### Assignment
Exactly as written, reproduce all of the entries.

Excerpts from a dataset:
#####

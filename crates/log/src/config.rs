//! Logger configuration and presets.

use serde::{Deserialize, Serialize};

/// Output format.
#[derive(Debug, Clone, Copy, PartialEq, Eq, Default, Serialize, Deserialize)]
#[serde(rename_all = "snake_case")]
pub enum Format {
    /// Multi-line, human oriented.
    Pretty,
    /// Single-line, human oriented.
    #[default]
    Compact,
    /// One JSON object per line.
    Json,
}

impl Format {
    /// Parse a format name. Unknown names fall back to [`Format::Compact`].
    #[must_use]
    pub fn parse(name: &str) -> Self {
        match name.to_lowercase().as_str() {
            "pretty" => Self::Pretty,
            "json" => Self::Json,
            _ => Self::Compact,
        }
    }
}

/// Where log lines go.
#[derive(Debug, Clone, Copy, PartialEq, Eq, Default, Serialize, Deserialize)]
#[serde(rename_all = "snake_case")]
pub enum Writer {
    /// Standard output.
    #[default]
    Stdout,
    /// Standard error.
    Stderr,
    /// The libtest capture writer.
    Test,
}

/// What each line shows.
#[derive(Debug, Clone, PartialEq, Eq, Serialize, Deserialize)]
#[serde(default)]
pub struct DisplayConfig {
    /// ANSI colors.
    pub colors: bool,
    /// Timestamps.
    pub time: bool,
    /// Event targets.
    pub target: bool,
    /// Source file and line.
    pub source: bool,
    /// Thread ids.
    pub thread_ids: bool,
}

impl Default for DisplayConfig {
    fn default() -> Self {
        Self {
            colors: true,
            time: true,
            target: true,
            source: false,
            thread_ids: false,
        }
    }
}

/// Logger configuration.
#[derive(Debug, Clone, PartialEq, Eq, Serialize, Deserialize)]
#[serde(default)]
pub struct Config {
    /// `EnvFilter` directive, e.g. `"info,arbor_engine=debug"`.
    pub level: String,
    /// Output format.
    pub format: Format,
    /// Output target.
    pub writer: Writer,
    /// Display options.
    pub display: DisplayConfig,
    /// Service name recorded on a root span, if set.
    pub service: Option<String>,
}

impl Default for Config {
    fn default() -> Self {
        Self {
            level: "info".to_owned(),
            format: Format::default(),
            writer: Writer::default(),
            display: DisplayConfig::default(),
            service: None,
        }
    }
}

impl Config {
    /// Create configuration from environment variables.
    #[must_use]
    pub fn from_env() -> Self {
        Self::from_lookup(|key| std::env::var(key).ok())
    }

    pub(crate) fn from_lookup(lookup: impl Fn(&str) -> Option<String>) -> Self {
        let mut config = Self::default();
        if let Some(level) = lookup("ARBOR_LOG").or_else(|| lookup("RUST_LOG")) {
            config.level = level;
        }
        if let Some(format) = lookup("ARBOR_LOG_FORMAT") {
            config.format = Format::parse(&format);
        }
        config
    }

    /// Development configuration (pretty, debug level).
    #[must_use]
    pub fn development() -> Self {
        Self {
            level: "debug".to_owned(),
            format: Format::Pretty,
            display: DisplayConfig {
                source: true,
                ..DisplayConfig::default()
            },
            ..Self::default()
        }
    }

    /// Production configuration (JSON, info level).
    #[must_use]
    pub fn production() -> Self {
        Self {
            level: "info".to_owned(),
            format: Format::Json,
            display: DisplayConfig {
                colors: false,
                ..DisplayConfig::default()
            },
            ..Self::default()
        }
    }

    /// Test configuration (captured output, no colors or timestamps).
    #[must_use]
    pub fn test() -> Self {
        Self {
            level: "debug".to_owned(),
            format: Format::Compact,
            writer: Writer::Test,
            display: DisplayConfig {
                colors: false,
                time: false,
                ..DisplayConfig::default()
            },
            service: None,
        }
    }

    /// Set the filter directive.
    #[must_use]
    pub fn with_level(mut self, level: impl Into<String>) -> Self {
        self.level = level.into();
        self
    }

    /// Set the service name.
    #[must_use]
    pub fn with_service(mut self, service: impl Into<String>) -> Self {
        self.service = Some(service.into());
        self
    }
}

#####

### Answer to the problem
filename crates/log/src/config.rs
//! Logger configuration and presets.

use serde::{Deserialize, Serialize};

/// Output format.
#[derive(Debug, Clone, Copy, PartialEq, Eq, Default, Serialize, Deserialize)]
#[serde(rename_all = "snake_case")]
pub enum Format {
    /// Multi-line, human oriented.
    Pretty,
    /// Single-line, human oriented.
    #[default]
    Compact,
    /// One JSON object per line.
    Json,
}

impl Format {
    /// Parse a format name. Unknown names fall back to [`Format::Compact`].
    #[must_use]
    pub fn parse(name: &str) -> Self {
        match name.to_lowercase().as_str() {
            "pretty" => Self::Pretty,
            "json" => Self::Json,
            _ => Self::Compact,
        }
    }
}

/// Where log lines go.
#[derive(Debug, Clone, Copy, PartialEq, Eq, Default, Serialize, Deserialize)]
#[serde(rename_all = "snake_case")]
pub enum Writer {
    /// Standard output.
    #[default]
    Stdout,
    /// Standard error.
    Stderr,
    /// The libtest capture writer.
    Test,
}

/// What each line shows.
#[derive(Debug, Clone, PartialEq, Eq, Serialize, Deserialize)]
#[serde(default)]
pub struct DisplayConfig {
    /// ANSI colors.
    pub colors: bool,
    /// Timestamps.
    pub time: bool,
    /// Event targets.
    pub target: bool,
    /// Source file and line.
    pub source: bool,
    /// Thread ids.
    pub thread_ids: bool,
}

impl Default for DisplayConfig {
    fn default() -> Self {
        Self {
            colors: true,
            time: true,
            target: true,
            source: false,
            thread_ids: false,
        }
    }
}

/// Logger configuration.
#[derive(Debug, Clone, PartialEq, Eq, Serialize, Deserialize)]
#[serde(default)]
pub struct Config {
    /// `EnvFilter` directive, e.g. `"info,arbor_engine=debug"`.
    pub level: String,
    /// Output format.
    pub format: Format,
    /// Output target.
    pub writer: Writer,
    /// Display options.
    pub display: DisplayConfig,
    /// Service name recorded on a root span, if set.
    pub service: Option<String>,
}

impl Default for Config {
    fn default() -> Self {
        Self {
            level: "info".to_owned(),
            format: Format::default(),
            writer: Writer::default(),
            display: DisplayConfig::default(),
            service: None,
        }
    }
}

impl Config {
    /// Create configuration from environment variables.
    #[must_use]
    pub fn from_env() -> Self {
        Self::from_lookup(|key| std::env::var(key).ok())
    }

    pub(crate) fn from_lookup(lookup: impl Fn(&str) -> Option<String>) -> Self {
        let mut config = Self::default();
        if let Some(level) = lookup("ARBOR_LOG").or_else(|| lookup("RUST_LOG")) {
            config.level = level;
        }
        if let Some(format) = lookup("ARBOR_LOG_FORMAT") {
            config.format = Format::parse(&format);
        }
        config
    }

    /// Development configuration (pretty, debug level).
    #[must_use]
    pub fn development() -> Self {
        Self {
            level: "debug".to_owned(),
            format: Format::Pretty,
            display: DisplayConfig {
                source: true,
                ..DisplayConfig::default()
            },
            ..Self::default()
        }
    }

    /// Production configuration (JSON, info level).
    #[must_use]
    pub fn production() -> Self {
        Self {
            level: "info".to_owned(),
            format: Format::Json,
            display: DisplayConfig {
                colors: false,
                ..DisplayConfig::default()
            },
            ..Self::default()
        }
    }

    /// Test configuration (captured output, no colors or timestamps).
    #[must_use]
    pub fn test() -> Self {
        Self {
            level: "debug".to_owned(),
            format: Format::Compact,
            writer: Writer::Test,
            display: DisplayConfig {
                colors: false,
                time: false,
                ..DisplayConfig::default()
            },
            service: None,
        }
    }

    /// Set the filter directive.
    #[must_use]
    pub fn with_level(mut self, level: impl Into<String>) -> Self {
        self.level = level.into();
        self
    }

    /// Set the service name.
    #[must_use]
    pub fn with_service(mut self, service: impl Into<String>) -> Self {
        self.service = Some(service.into());
        self
    }
}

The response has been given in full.